The event was offered free of charge. Audience members were asked to make a donation to the Central Lakes College Student Support Fund. “By the end of the evening we’d had over $2000 in donations online, with more to come via the mail,” said Spradlin.
‘QuaranTinED’ was the first in a series of events being planned by CLCPAC. “We are looking at doing more livestream music events,” said Spradlin. “But we’re also gearing up to present theatre productions in various formats.”
As Spradlin and his CLCPAC team see it, there are three scenarios facing performing arts organizations. “There’s the possibility that we cannot get actors together in the same space, with audience at home. There’s the scenario where we can get a group of actors together in one space, but the audience must remain at home. And the possibility of having audience and performers together in a safe environment.”
To meet these three possible scenarios, CLCPAC’s Brainerd Community Theatre will present a fully Zoom-ed performance of a play.

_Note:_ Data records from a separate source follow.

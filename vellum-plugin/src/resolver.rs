use std::collections::HashMap;
use std::path::{Component, Path, PathBuf};
use std::sync::{Arc, Mutex, PoisonError};

use vellum_sfc::{BlockKind, SourceMap, compile_template, parse_sfc};
use vellum_style::{PreprocessorRegistry, StyleContext, StylePreprocessor};

use crate::cache::{RootCache, RootEntry};
use crate::entry::entry_module;
use crate::error::{PluginError, PluginResult};
use crate::id::VirtualModuleId;
use crate::loader::SourceLoader;
use crate::options::PluginOptions;

/// Lifecycle of one virtual block id.
#[derive(Debug, Clone, Copy, PartialEq, Eq, PartialOrd, Ord)]
pub enum ModuleState {
    Unresolved,
    Resolved,
    Loaded,
    Transformed,
}

#[derive(Debug, Clone, PartialEq, Eq)]
pub enum Resolved {
    /// A component file; it keeps its own path.
    Root(PathBuf),
    Block(VirtualModuleId),
}

/// Source map attached to a load or transform result.
#[derive(Debug, Clone, PartialEq, Eq)]
pub enum ModuleMap {
    Composed(SourceMap),
    /// JSON handed back untouched by a style preprocessor.
    Json(String),
}

impl ModuleMap {
    pub fn to_json(&self) -> serde_json::Result<String> {
        match self {
            ModuleMap::Composed(map) => map.to_json(),
            ModuleMap::Json(json) => Ok(json.clone()),
        }
    }
}

#[derive(Debug, Clone, PartialEq, Eq)]
pub struct ModuleOutput {
    pub code: String,
    pub map: Option<ModuleMap>,
}

/// Answers the three bundler hooks for component files. Every method
/// returns `Ok(None)` for ids that belong to someone else.
pub struct ComponentResolver {
    options: PluginOptions,
    loader: Box<dyn SourceLoader>,
    styles: PreprocessorRegistry,
    cache: RootCache,
    states: Mutex<HashMap<VirtualModuleId, ModuleState>>,
}

impl ComponentResolver {
    pub fn new(options: PluginOptions, loader: impl SourceLoader + 'static) -> Self {
        ComponentResolver {
            options,
            loader: Box::new(loader),
            styles: PreprocessorRegistry::default(),
            cache: RootCache::default(),
            states: Mutex::new(HashMap::new()),
        }
    }

    pub fn with_preprocessor(
        mut self,
        lang: impl Into<String>,
        preprocessor: impl StylePreprocessor + 'static,
    ) -> Self {
        self.styles.register(lang, preprocessor);
        self
    }

    pub fn options(&self) -> &PluginOptions {
        &self.options
    }

    /// `resolveId`: recognize our block ids and component files. A
    /// component file is split and its block ids cached before this returns.
    pub fn resolve_id(&self, specifier: &str, importer: Option<&Path>) -> PluginResult<Option<Resolved>> {
        if let Some(id) = VirtualModuleId::parse(specifier, &self.options.id_tag) {
            if self.cache.get(&id.path).is_some() {
                self.advance(&id, ModuleState::Resolved);
            }
            return Ok(Some(Resolved::Block(id)));
        }
        let Some(path) = self.component_path(specifier, importer) else {
            return Ok(None);
        };
        self.root(&path)?;
        Ok(Some(Resolved::Root(path)))
    }

    /// Block ids a resolved component file exposes, in source order.
    pub fn block_ids(&self, path: &Path) -> Option<Vec<VirtualModuleId>> {
        self.cache.get(path).map(|entry| entry.ids.clone())
    }

    /// `load`: raw block content for a block id, the entry module for a
    /// component file.
    pub fn load(&self, id: &str) -> PluginResult<Option<ModuleOutput>> {
        if let Some(vid) = VirtualModuleId::parse(id, &self.options.id_tag) {
            let entry = self.resolved_root(&vid, id)?;
            let block = entry
                .block(&vid)
                .ok_or_else(|| order_error(&vid, id))?;
            let map = self.options.compile.source_map.then(|| {
                ModuleMap::Composed(SourceMap::for_block(
                    &source_name(&entry.path),
                    &entry.source,
                    block.start_offset,
                    &block.content,
                    self.options.include_sources_content,
                ))
            });
            log::debug!("load: {id}");
            self.advance(&vid, ModuleState::Loaded);
            return Ok(Some(ModuleOutput {
                code: block.content.clone(),
                map,
            }));
        }

        let path = PathBuf::from(id);
        if !self.options.is_component(&path) {
            return Ok(None);
        }
        let entry = self.root(&path)?;
        log::debug!("load: entry module for {}", path.display());
        Ok(Some(ModuleOutput {
            code: entry_module(&entry, &self.options.id_tag),
            map: None,
        }))
    }

    /// `transform`: compile template blocks, run style blocks through
    /// their preprocessor and pass everything else through.
    pub fn transform(&self, code: &str, id: &str) -> PluginResult<Option<ModuleOutput>> {
        let Some(vid) = VirtualModuleId::parse(id, &self.options.id_tag) else {
            return Ok(None);
        };
        let entry = self.resolved_root(&vid, id)?;
        let block = entry.block(&vid).ok_or_else(|| order_error(&vid, id))?;

        let output = match &vid.kind {
            BlockKind::Template => {
                if let Some(lang) = block.lang().filter(|l| *l != "html") {
                    return Err(PluginError::UnsupportedTemplateLang {
                        path: entry.path.clone(),
                        lang: lang.to_string(),
                    });
                }
                let compiled = compile_template(code, &self.options.compile).map_err(|e| {
                    PluginError::Compile {
                        path: entry.path.clone(),
                        source: e.rebase(block.start_offset),
                    }
                })?;
                let map = self.options.compile.source_map.then(|| {
                    ModuleMap::Composed(compiled.source_map(
                        &source_name(&entry.path),
                        &entry.source,
                        block.start_offset,
                        self.options.include_sources_content,
                    ))
                });
                Some(ModuleOutput {
                    code: compiled.code,
                    map,
                })
            }
            BlockKind::Style => {
                let lang = block.lang().unwrap_or("css");
                let preprocessor = self.styles.get(lang).ok_or_else(|| PluginError::MissingPreprocessor {
                    path: entry.path.clone(),
                    lang: lang.to_string(),
                })?;
                let ctx = StyleContext::new(source_name(&entry.path), lang, vid.query.scoped);
                let out = preprocessor
                    .process(code, &ctx)
                    .map_err(|source| PluginError::Style {
                        path: entry.path.clone(),
                        source,
                    })?;
                Some(ModuleOutput {
                    code: out.code,
                    map: out.map.map(ModuleMap::Json),
                })
            }
            BlockKind::Script | BlockKind::Custom(_) => None,
        };
        log::debug!("transform: {id}");
        self.advance(&vid, ModuleState::Transformed);
        Ok(output)
    }

    pub fn state(&self, id: &VirtualModuleId) -> ModuleState {
        self.states
            .lock()
            .unwrap_or_else(PoisonError::into_inner)
            .get(id)
            .copied()
            .unwrap_or(ModuleState::Unresolved)
    }

    /// Forget a component file; the next resolve splits it again.
    pub fn invalidate(&self, path: &Path) -> bool {
        let removed = self.cache.remove(path);
        self.states
            .lock()
            .unwrap_or_else(PoisonError::into_inner)
            .retain(|id, _| id.path != path);
        if removed {
            log::debug!("invalidate: {}", path.display());
        }
        removed
    }

    fn root(&self, path: &Path) -> PluginResult<Arc<RootEntry>> {
        let (entry, fresh) = self.cache.get_or_try_insert(path, || self.split_root(path))?;
        if fresh {
            for id in &entry.ids {
                self.advance(id, ModuleState::Resolved);
            }
        } else {
            log::debug!("resolve: cache hit for {}", path.display());
        }
        Ok(entry)
    }

    fn split_root(&self, path: &Path) -> PluginResult<RootEntry> {
        let source = self.loader.read(path).map_err(|source| PluginError::Read {
            path: path.to_path_buf(),
            source,
        })?;
        let descriptor = parse_sfc(&source).map_err(|source| PluginError::Compile {
            path: path.to_path_buf(),
            source,
        })?;
        let ids: Vec<VirtualModuleId> = descriptor
            .indexed()
            .into_iter()
            .map(|(index, block)| VirtualModuleId::for_block(path, index, block))
            .collect();
        log::debug!("resolve: split {} into {} blocks", path.display(), ids.len());
        for id in &ids {
            log::trace!("resolve: {}", id.encode(&self.options.id_tag));
        }
        Ok(RootEntry {
            path: path.to_path_buf(),
            source,
            descriptor,
            ids,
        })
    }

    fn resolved_root(&self, vid: &VirtualModuleId, id: &str) -> PluginResult<Arc<RootEntry>> {
        self.cache.get(&vid.path).ok_or_else(|| order_error(vid, id))
    }

    fn advance(&self, id: &VirtualModuleId, to: ModuleState) {
        let mut states = self.states.lock().unwrap_or_else(PoisonError::into_inner);
        let state = states.entry(id.clone()).or_insert(ModuleState::Unresolved);
        if *state < to {
            *state = to;
        }
    }

    fn component_path(&self, specifier: &str, importer: Option<&Path>) -> Option<PathBuf> {
        let path = Path::new(specifier);
        if !self.options.is_component(path) {
            return None;
        }
        let relative = specifier.starts_with("./") || specifier.starts_with("../");
        let joined = match importer {
            Some(importer) if relative => importer.parent().unwrap_or(Path::new("")).join(path),
            Some(_) if !path.is_absolute() => return None,
            _ => path.to_path_buf(),
        };
        Some(normalize(&joined))
    }
}

fn order_error(vid: &VirtualModuleId, id: &str) -> PluginError {
    PluginError::ResolutionOrder {
        id: id.to_string(),
        path: vid.path.clone(),
    }
}

fn source_name(path: &Path) -> String {
    path.to_string_lossy().into_owned()
}

/// Collapse `.` and `..` without touching the file system.
fn normalize(path: &Path) -> PathBuf {
    let mut out = PathBuf::new();
    for component in path.components() {
        match component {
            Component::CurDir => {}
            Component::ParentDir => match out.components().next_back() {
                Some(Component::Normal(_)) => {
                    out.pop();
                }
                Some(Component::RootDir) => {}
                _ => out.push(".."),
            },
            other => out.push(other.as_os_str()),
        }
    }
    out
}

#[cfg(test)]
mod tests {
    use super::*;

    #[test]
    fn normalize_is_lexical() {
        assert_eq!(normalize(Path::new("/src/./views/../App.vue")), PathBuf::from("/src/App.vue"));
        assert_eq!(normalize(Path::new("../a/b.vue")), PathBuf::from("../a/b.vue"));
        assert_eq!(normalize(Path::new("a/../../b.vue")), PathBuf::from("../b.vue"));
        assert_eq!(normalize(Path::new("../../b.vue")), PathBuf::from("../../b.vue"));
    }
}
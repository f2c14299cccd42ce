use std::io;
use std::path::Path;

/// Where component files come from.
pub trait SourceLoader: Send + Sync {
    fn read(&self, path: &Path) -> io::Result<String>;
}

/// Reads straight from disk.
#[derive(Debug, Default, Clone, Copy)]
pub struct FsLoader;

impl SourceLoader for FsLoader {
    fn read(&self, path: &Path) -> io::Result<String> {
        std::fs::read_to_string(path)
    }
}
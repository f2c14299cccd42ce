//! Virtual module ids: `<path>?<tag>&type=<kind>&index=<n>[&lang=<lang>][&scoped=true]`.

use std::fmt;
use std::path::{Path, PathBuf};

use vellum_sfc::{Block, BlockKind};

/// Block attributes carried in the id so a load can be answered from the
/// id alone.
#[derive(Debug, Clone, Default, PartialEq, Eq, Hash)]
pub struct BlockQuery {
    pub lang: Option<String>,
    pub scoped: bool,
}

#[derive(Debug, Clone, PartialEq, Eq, Hash)]
pub struct VirtualModuleId {
    pub path: PathBuf,
    pub kind: BlockKind,
    /// Index among blocks of the same category.
    pub index: usize,
    pub query: BlockQuery,
}

impl VirtualModuleId {
    pub fn for_block(path: &Path, index: usize, block: &Block) -> Self {
        VirtualModuleId {
            path: path.to_path_buf(),
            kind: block.kind.clone(),
            index,
            query: BlockQuery {
                lang: block.lang().map(str::to_string),
                scoped: block.kind == BlockKind::Style && block.scoped(),
            },
        }
    }

    /// Text form of the id under the namespace marker `tag`.
    pub fn encode(&self, tag: &str) -> String {
        Encoded { id: self, tag }.to_string()
    }

    /// Parse an id carrying `tag`. Anything else is not ours and yields
    /// `None`; unknown query keys are ignored.
    pub fn parse(text: &str, tag: &str) -> Option<Self> {
        let (path, query) = text.split_once('?')?;
        let mut tagged = false;
        let mut kind = None;
        let mut index = None;
        let mut lang = None;
        let mut scoped = false;

        for part in query.split('&') {
            match part.split_once('=') {
                None if part == tag => tagged = true,
                Some(("type", v)) => kind = Some(BlockKind::from_tag(v)),
                Some(("index", v)) => index = v.parse::<usize>().ok(),
                Some(("lang", v)) => lang = Some(v.to_string()),
                Some(("scoped", v)) => scoped = v == "true",
                _ => log::warn!("ignoring query key `{part}` in {text}"),
            }
        }
        if !tagged || path.is_empty() {
            return None;
        }
        Some(VirtualModuleId {
            path: PathBuf::from(path),
            kind: kind?,
            index: index?,
            query: BlockQuery { lang, scoped },
        })
    }
}

struct Encoded<'a> {
    id: &'a VirtualModuleId,
    tag: &'a str,
}

impl fmt::Display for Encoded<'_> {
    fn fmt(&self, f: &mut fmt::Formatter<'_>) -> fmt::Result {
        let id = self.id;
        write!(
            f,
            "{}?{}&type={}&index={}",
            id.path.display(),
            self.tag,
            id.kind.as_str(),
            id.index
        )?;
        if let Some(lang) = &id.query.lang {
            write!(f, "&lang={lang}")?;
        }
        if id.query.scoped {
            f.write_str("&scoped=true")?;
        }
        Ok(())
    }
}

#[cfg(test)]
mod tests {
    use super::*;

    fn style_id() -> VirtualModuleId {
        VirtualModuleId {
            path: PathBuf::from("/src/App.vue"),
            kind: BlockKind::Style,
            index: 1,
            query: BlockQuery {
                lang: Some("scss".to_string()),
                scoped: true,
            },
        }
    }

    #[test]
    fn encodes_exact_text() {
        assert_eq!(
            style_id().encode("vue"),
            "/src/App.vue?vue&type=style&index=1&lang=scss&scoped=true"
        );
    }

    #[test]
    fn parses_what_it_encodes() {
        let id = style_id();
        assert_eq!(VirtualModuleId::parse(&id.encode("vue"), "vue"), Some(id));
    }

    #[test]
    fn ignores_unknown_keys() {
        let id = VirtualModuleId::parse("/a.vue?vue&type=template&index=0&t=123", "vue").unwrap();
        assert_eq!(id.kind, BlockKind::Template);
        assert_eq!(id.query, BlockQuery::default());
    }

    #[test]
    fn custom_block_type_is_its_tag() {
        let id = VirtualModuleId::parse("/a.vue?vue&type=i18n&index=2", "vue").unwrap();
        assert_eq!(id.kind, BlockKind::Custom("i18n".to_string()));
        assert_eq!(id.index, 2);
    }

    #[test]
    fn rejects_foreign_ids() {
        assert!(VirtualModuleId::parse("/a.vue", "vue").is_none());
        assert!(VirtualModuleId::parse("/a.vue?raw", "vue").is_none());
        assert!(VirtualModuleId::parse("/a.vue?sfc&type=script&index=0", "vue").is_none());
        assert!(VirtualModuleId::parse("/a.vue?vue&type=script", "vue").is_none());
        assert!(VirtualModuleId::parse("/a.vue?vue&type=script&index=x", "vue").is_none());
    }
}
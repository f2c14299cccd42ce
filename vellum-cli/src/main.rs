use anyhow::Result;
use clap::{ArgAction, Parser, Subcommand};
use std::path::PathBuf;

#[derive(Parser)]
#[command(name = "vellum", version, about = "Vellum single-file component compiler")]
struct Cli {
    /// More logging (-v debug, -vv trace)
    #[arg(short, long, global = true, action = ArgAction::Count)]
    verbose: u8,

    #[command(subcommand)]
    command: Commands,
}

#[derive(Subcommand)]
enum Commands {
    /// Print the blocks of a component file as JSON.
    Split {
        input: PathBuf,
    },
    /// Print the virtual module ids a component file exposes.
    Ids {
        input: PathBuf,
        /// JSON plugin options
        #[arg(long)]
        config: Option<PathBuf>,
    },
    /// Compile component files into render modules and stylesheets.
    Build {
        #[arg(required = true)]
        inputs: Vec<PathBuf>,
        /// Output directory (default: target/vellum-gen)
        #[arg(long)]
        out_dir: Option<PathBuf>,
        /// Hoist static subtrees into staticRenderFns
        #[arg(long)]
        hoist_static: bool,
        /// Skip source maps
        #[arg(long)]
        no_source_map: bool,
        /// JSON plugin options
        #[arg(long)]
        config: Option<PathBuf>,
    },
}

fn main() -> Result<()> {
    let cli = Cli::parse();
    let level = match cli.verbose {
        0 => "info",
        1 => "debug",
        _ => "trace",
    };
    env_logger::Builder::from_env(env_logger::Env::default().default_filter_or(level)).init();

    match cli.command {
        Commands::Split { input } => println!("{}", vellum_cli::split_cmd(&input)?),
        Commands::Ids { input, config } => {
            let options = vellum_cli::load_options(config.as_deref(), false, false)?;
            for id in vellum_cli::ids_cmd(&input, &options)? {
                println!("{id}");
            }
        }
        Commands::Build {
            inputs,
            out_dir,
            hoist_static,
            no_source_map,
            config,
        } => {
            let options = vellum_cli::load_options(config.as_deref(), hoist_static, no_source_map)?;
            vellum_cli::build_cmd(&inputs, out_dir.as_deref(), &options)?;
        }
    }
    Ok(())
}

They will also bring a small group of actors together onto a set and stream the live performance of the play to a virtual audience. And there is a plan to present two musicals outdoors, having the audience observe social distancing protocols while enjoying the plays.
“If we’re to survive in an uncertain world where we just don’t know whether we can ever get an audience together with our performers, we have to try all these ways,” said Spradlin. “The only alternative is to stop producing, and that’s not an alternative we accept.”
Spradlin noted the support the program has received from the administration of Central Lakes College. “We met with administrators some time back and outlined our proposed production schemes,” he said. “They were most enthusiastic about keeping the program vital, and keeping the Central Lakes College commitment to the area’s cultural life strong and alive.”
Details about upcoming events are still being finalized. Spradlin noted that current patrons of CLCPAC and Brainerd Community Theatre will receive email updates as information becomes available. He suggested that non-patrons become patrons by contacting the box office (firstname.lastname@example.org) and being added to the patron list. “We have an exclusive email system,” said Spradlin. “No spam, no solicitations, just information and updates from us. It’s the best way to keep informed about what we’re doing.”
Spradlin also noted that CLCPAC will be offering their patrons several pre-recorded performances from various professional groups. “One of the agencies we work with, BiCoastal Entertainment, has given us access to private recordings of performances by Lee Rocker, One Night in Memphis, a Moody Blues tribute show, and Catapult, a company of shadow/illusion performers who’ve appeared on America’s Got Talent.”
The events outlined by CLCPAC will begin in early June and extend through early August. “We are really looking forward to the day when we can greet everyone in our audience face-to-face,” said Spradlin. “In the meantime, we’ll do our best to make everyone feel welcome and involved in this new world.”